Joueuse de 5’4’’ des Martlets l’équipe féminine de hockey de McGill

LD : Les Canadiens ont conquis six victoires de suite et la ville est devenue folle. Les Martlets ont réussit l’exploit d’atteindre 86 victoires de suite et personne n’en a parlé. À cause ?

Ann-Sophie Bettez (ASB): Comparé à des universités dans des petites villes comme St.Lawrence (où a joué Jacques Martin, ndlr) ou Clarckson, Montréal c’est une grande ville où le monde peut faire d’autres choses que d’aller voir des matchs de hockey universitaire. Au hockey féminin, il y a moins de partisans qu’au masculin. Le jeu masculin est plus physique, il y a plus de batailles. Nous, c’est pas la même chose. On a plus de temps pour préparer des jouer, pour faire circuler la rondelle.

LD : Quand tu étais plus jeune, suivais-tu déjà le hockey professionnel masculin ?

ASB : J’ai toujours été une partisane des Canadiens. Moi et mon frère. Mon grand-père, lui, prenait pour les Nordiques. Ça a donc toujours été une compétition entre nous et notre grand-père. Quand le CH faisait des buts on criait. C’était drôle. Quand j’étais plus jeune, je n’aimais pas ça écouter le hockey quand ce n’était pas le Canadien qui jouait. Je ne connaissais pas les autres joueurs. Maintenant, je peux regarder Vancouver contre Ottawa et quand même apprécier le match.

LD : Au sein des équipes nationales, ou même chez les Martlets, il y a des filles d’un peu partout au Canada. C’est possible de vivre avec des partisanes de d’autres clubs s’en s’arracher la tête ?

ASB : Haa ! (Rires). C’est sûr qu’il y a une grosse rivalité avec les filles qui aiment les Leafs. Parfois dans le vestiaire il y en a qui nous demandent si les Maple Leafs ont gagné la veille. Nous, on répond « sûrement pas ! » (Rires). J’habite avec deux filles d’Ontario. Quand il y a un match de Toronto et de Montréal en même temps à deux postes de télé différents, on a des conflits pour savoir qui va regarder qui. On s’ostine. Mais on va pas commencer à se battre non plus pour ça. C’est pas comme une religion, « je dois absolument regarder les Canadiens ». Si j’ai un travail à faire pour le lendemain, je vais sauter le match. C’est pas plus grave. Je vais juste regarder les highlights.

LD : Price ou Halak ?

ASB : Les deux ont leurs forces et leurs faiblesses.

LD : Arghh!!!

MARTIN SASSEVILLE

Fan de hockey, auteur über-geek du blogue Puck ta vie et sociologue qui travaille dans un organisme de défense des droits des personnes handicapées. Rencontre avec un maniaque de hockey capable de citer Roland Barthes et Maxime Lapierre dans la même phrase.

Photo : Frédéric Faddoul

LD : Comment expliques-tu que le Canadien soit si populaire au Québec ?
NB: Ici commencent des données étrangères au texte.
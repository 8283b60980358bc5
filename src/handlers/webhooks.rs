//! # Webhook Handlers
//!
//! Public intake endpoint for marketplace webhooks plus an operator view of
//! stored deliveries. Intake answers as soon as the event is stored; the
//! processing outcome lands on the stored row.

use axum::{
    body::Bytes,
    extract::{Path, State},
    http::{HeaderMap, StatusCode},
    response::Json,
};
use serde::{Deserialize, Serialize};
use utoipa::ToSchema;
use uuid::Uuid;

use crate::auth::{OperatorAuth, TenantExtension};
use crate::error::{ApiError, validation_error};
use crate::models::marketplace_connection::MarketplaceType;
use crate::models::webhook_event;
use crate::server::AppState;
use crate::webhook_worker::{IngestResult, IngestStatus};

/// Stored webhook delivery and its processing state
#[derive(Debug, Serialize, Deserialize, ToSchema)]
pub struct WebhookEventInfo {
    pub id: Uuid,
    pub connection_id: Uuid,
    #[schema(example = "shopify")]
    pub marketplace_type: String,
    pub event_id: String,
    #[schema(example = "products/update")]
    pub event_type: String,
    #[schema(example = "product")]
    pub resource_type: String,
    pub resource_id: Option<String>,
    pub version: Option<i64>,
    /// pending, processed, duplicate, out_of_order, ignored, failed or dead
    #[schema(example = "processed")]
    pub status: String,
    pub processed: bool,
    pub retry_count: i32,
    pub max_retries: i32,
    pub processing_error: Option<String>,
    pub sync_job_id: Option<Uuid>,
    pub processed_at: Option<String>,
    pub created_at: String,
}

impl From<webhook_event::Model> for WebhookEventInfo {
    fn from(model: webhook_event::Model) -> Self {
        Self {
            id: model.id,
            connection_id: model.connection_id,
            marketplace_type: model.marketplace_type,
            event_id: model.event_id,
            event_type: model.event_type,
            resource_type: model.resource_type,
            resource_id: model.resource_id,
            version: model.version,
            status: model.status,
            processed: model.processed,
            retry_count: model.retry_count,
            max_retries: model.max_retries,
            processing_error: model.processing_error,
            sync_job_id: model.sync_job_id,
            processed_at: model.processed_at.map(|dt| dt.to_rfc3339()),
            created_at: model.created_at.to_rfc3339(),
        }
    }
}

/// Receive a marketplace webhook
///
/// The sending store is identified by its marketplace's store header
/// (`X-Shopify-Shop-Domain`, `X-Amz-Seller-Id` or `X-Store-Id`) and the body
/// must carry a valid HMAC-SHA256 signature for that connection's secret.
#[utoipa::path(
    post,
    path = "/webhooks/{marketplace}",
    params(("marketplace" = String, Path, description = "shopify, dukaan or amazon")),
    request_body(content = String, description = "Raw marketplace payload", content_type = "application/json"),
    responses(
        (status = 202, description = "Webhook stored and queued", body = IngestResult),
        (status = 200, description = "Duplicate delivery", body = IngestResult),
        (status = 400, description = "Missing header or unparseable payload", body = ApiError),
        (status = 401, description = "Signature verification failed", body = ApiError),
        (status = 404, description = "No connection for the store", body = ApiError)
    ),
    tag = "webhooks"
)]
pub async fn receive_webhook(
    State(state): State<AppState>,
    Path(marketplace): Path<String>,
    headers: HeaderMap,
    body: Bytes,
) -> Result<(StatusCode, Json<IngestResult>), ApiError> {
    let marketplace: MarketplaceType = marketplace.parse().map_err(|_| {
        validation_error(
            "Unsupported marketplace",
            serde_json::json!({ "marketplace": "Must be one of: shopify, dukaan, amazon" }),
        )
    })?;

    let result = state.webhooks.ingest(marketplace, &headers, &body).await?;
    let status = match result.status {
        IngestStatus::Duplicate => StatusCode::OK,
        IngestStatus::Queued | IngestStatus::Deferred => StatusCode::ACCEPTED,
    };
    Ok((status, Json(result)))
}

#[utoipa::path(
    get,
    path = "/api/v1/webhook-events/{event_id}",
    security(("bearer_auth" = [])),
    params(crate::handlers::TenantHeader, ("event_id" = Uuid, Path, description = "Stored webhook event id")),
    responses(
        (status = 200, description = "Stored webhook event", body = WebhookEventInfo),
        (status = 404, description = "Event not found", body = ApiError)
    ),
    tag = "webhooks"
)]
pub async fn get_webhook_event(
    State(state): State<AppState>,
    _operator_auth: OperatorAuth,
    tenant: TenantExtension,
    Path(event_id): Path<Uuid>,
) -> Result<Json<WebhookEventInfo>, ApiError> {
    let event = state.webhooks.get(tenant.id(), event_id).await?;
    Ok(Json(event.into()))
}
Martin Sasseville (MS): Il y a trois ans, le lock-out a fait réaliser aux gens qu’ils s’ennuyaient du hockey. Le département de marketing du Canadien a fait le reste. Tsé, c’est pas très subtil mais La ville est hockey, c’est majestueux. C’est un peu étrange au Québec de s’enorgueillir d’être un peuple de hockey. C’est pas vrai. C’est le Canadien et c’est tout.

LD : Certaines personnes dénoncent le hockey professionnel comme étant un spectacle de masse.

MS : Mais c’est dénonciable ! Mais moi j’embarque dans la game. Quand j’y vais au Centre Bell je l’achète la bière à 12$. Et ça me fait vraiment chier de voir le salaire de Scott Gomez. Le hockey ça fait avoir des trips stupides. T’es avec tes chums, tu prends un verre de trop : ça te rend heureux. C’est une belle satisfaction et ça fait pas de mal à personne. C’est pas si sérieux, c’est juste du hockey.

LD : C’est pas sérieux mais tu es en train d’écrire un livre sur le hockey et ça fait maintenant deux ans que tu animes un blogue sur le hockey…

MS : J’aime ça le savoir stupide. Je retiens des petits détails anodins. C’est pas sérieux mais c’est ça le fun. C’est mieux que de parler de la météo. Moi quand je rencontre quelqu’un, avant de lui dire que je fais un doctorat, j’aime mieux dire que je trippe sur le Canadien. Le hockey tu peux en parler avec quelqu’un de n’importe quel statut social. Au pire, la personne te dit que c’est un sport de cons. Pis elle a raison.

LD : C’est pas exagéré toute cette attention ?

MS : Ça reste qu’on est tous, à l’intérieur, le petit cul qui joue au hockey. Ici, dans Côte-des-Neiges, je trouve ça beau de voir des flos de pleins de nationalités. Un petit Indien qui échange des cartes de hockey avec un petit Chinois ça me rend heureux. D’un autre côté, les gens connaissent mieux l’actualité du Canadien que la politique. Le PQ vient de virer à droite : c’est grave. Les gens s’en fouttent. Le seul débat de société qu’on a c’est : Price ou Halak !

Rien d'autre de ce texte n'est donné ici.